L’opera d’arte è una creazione del suo maestro che ne è dunque demiurgo, oppure già esiste, come in una sorta di platonico ‘mondo delle idee’ dove colui che sappiamo esserne l’artista altro non è che un interprete? Il ruolo dell’autore riguardo all’opera non è questione nuova, nella letteratura, ad esempio, Pirandello in Sei personaggi in cerca d’autore ne stravolge la funzione in colui che in un certo modo è costretto piuttosto a ‘seguire’ le creazioni, in quel caso i personaggi.
Giulio Paolini, uno dei più noti artisti di arte povera e concettuale, riflette su questo genere di tematica proponendone una mostra che prende il titolo dal dilemma per antonomasia, seppur in questo caso traslato, “Essere o non essere”.
Questa amletica domanda nella mente di Paolini si riferisce «ai tempi incerti in cui viviamo», spiega Bartolomeo Pietromarchi, il curatore, dove l’artista, in rapporto con la sua opera d’arte, si interroga sul suo ruolo rispetto ad essa, sulle dinamiche della produzione, sui meccanismi della fruizione, e di essa non ha nulla da dichiarare o partorire ma è uno spettatore che attende solo la messa in scena di lavori che ritiene nati spontaneamente seppur ‘suoi’.

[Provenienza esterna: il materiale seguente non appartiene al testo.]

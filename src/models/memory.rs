// Memory usage models

use serde::{Deserialize, Serialize};

/// Raw memory counters in bytes, as reported by the memory source.
#[derive(Debug, Clone, Copy, Default, PartialEq, Serialize, Deserialize)]
#[serde(rename_all = "camelCase")]
pub struct MemoryCounters {
    pub free: f64,
    pub active: f64,
    pub inactive: f64,
    pub wired: f64,
    pub compressed: f64,
    pub app_memory: f64,
    pub cached_files: f64,
}

#[derive(Debug, Clone, Default, PartialEq, Serialize, Deserialize)]
#[serde(rename_all = "camelCase")]
pub struct MemoryReading {
    pub free: f64,
    pub active: f64,
    pub inactive: f64,
    pub wired: f64,
    pub compressed: f64,
    pub app_memory: f64,
    pub cached_files: f64,
    /// Memory proximity temperature in °C, when a sensor exposes one.
    #[serde(default, skip_serializing_if = "Option::is_none")]
    pub temperature: Option<f64>,
}

impl MemoryReading {
    pub fn new(counters: MemoryCounters, temperature: Option<f64>) -> Self {
        Self {
            free: counters.free,
            active: counters.active,
            inactive: counters.inactive,
            wired: counters.wired,
            compressed: counters.compressed,
            app_memory: counters.app_memory,
            cached_files: counters.cached_files,
            temperature,
        }
    }

    pub fn used(&self) -> f64 {
        self.app_memory + self.wired + self.compressed
    }

    pub fn total(&self) -> f64 {
        self.free + self.active + self.inactive + self.wired + self.compressed
    }

    pub fn all_free(&self) -> f64 {
        self.total() - self.used()
    }

    /// 0.0 when the counters are all zero (subsystem unreadable).
    pub fn used_percentage(&self) -> f64 {
        percentage(self.used(), self.total())
    }

    pub fn all_free_percentage(&self) -> f64 {
        percentage(self.all_free(), self.total())
    }
}

fn percentage(part: f64, total: f64) -> f64 {
    if total > 0.0 {
        part / total * 100.0
    } else {
        0.0
    }
}
// Explicit state holders for sampler output.
// Writes only happen on the worker task; the lock exists so handles can be shared across tasks.

use std::sync::RwLock;

#[derive(Debug, Default)]
pub struct StateCell<T> {
    value: RwLock<T>,
}

impl<T: Clone> StateCell<T> {
    pub fn new(value: T) -> Self {
        Self {
            value: RwLock::new(value),
        }
    }

    pub fn get(&self) -> T {
        match self.value.read() {
            Ok(guard) => guard.clone(),
            Err(poisoned) => poisoned.into_inner().clone(),
        }
    }

    pub fn set(&self, value: T) {
        let mut guard = self.value.write().unwrap_or_else(|e| e.into_inner());
        *guard = value;
    }

    /// Mutate in place and return whatever the closure computes.
    pub fn update<R>(&self, f: impl FnOnce(&mut T) -> R) -> R {
        let mut guard = self.value.write().unwrap_or_else(|e| e.into_inner());
        f(&mut guard)
    }
}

L’esposizione si dipana lungo le cinque stanze della Sala Bianca del MACRO, Roma, spazi disseminati di elementi distintivi di Paolini, come cavalletti, matite, fogli, sedie, cornici, tessuti, fotografie, collages, istallazioni complesse, in fondo tutti simboli, spunti che accompagnano il visitatore nell’interpretazione riflessiva e che nascondono la presenza/assente dell’artista, come accade per la prima opera introduttiva del percorso espositivo, Delfo IV.
“Essere o non essere” consta di poco più di una decina di opere che coprono l’arco di tempo dal 1987 al 2013, anno rappresentato da L’autore che credeva di esistere – sipario: buio in sala, lavoro inedito, realizzato appositamente per l’evento del MACRO.
Sarà possibile chiedersi se “Essere o non essere” fino al 9 marzo, o fino a luglio poiché la mostra, in una rielaborata veste, proseguirà alla Whitechapel Gallery di Londra, già collaboratrice della monografia romana.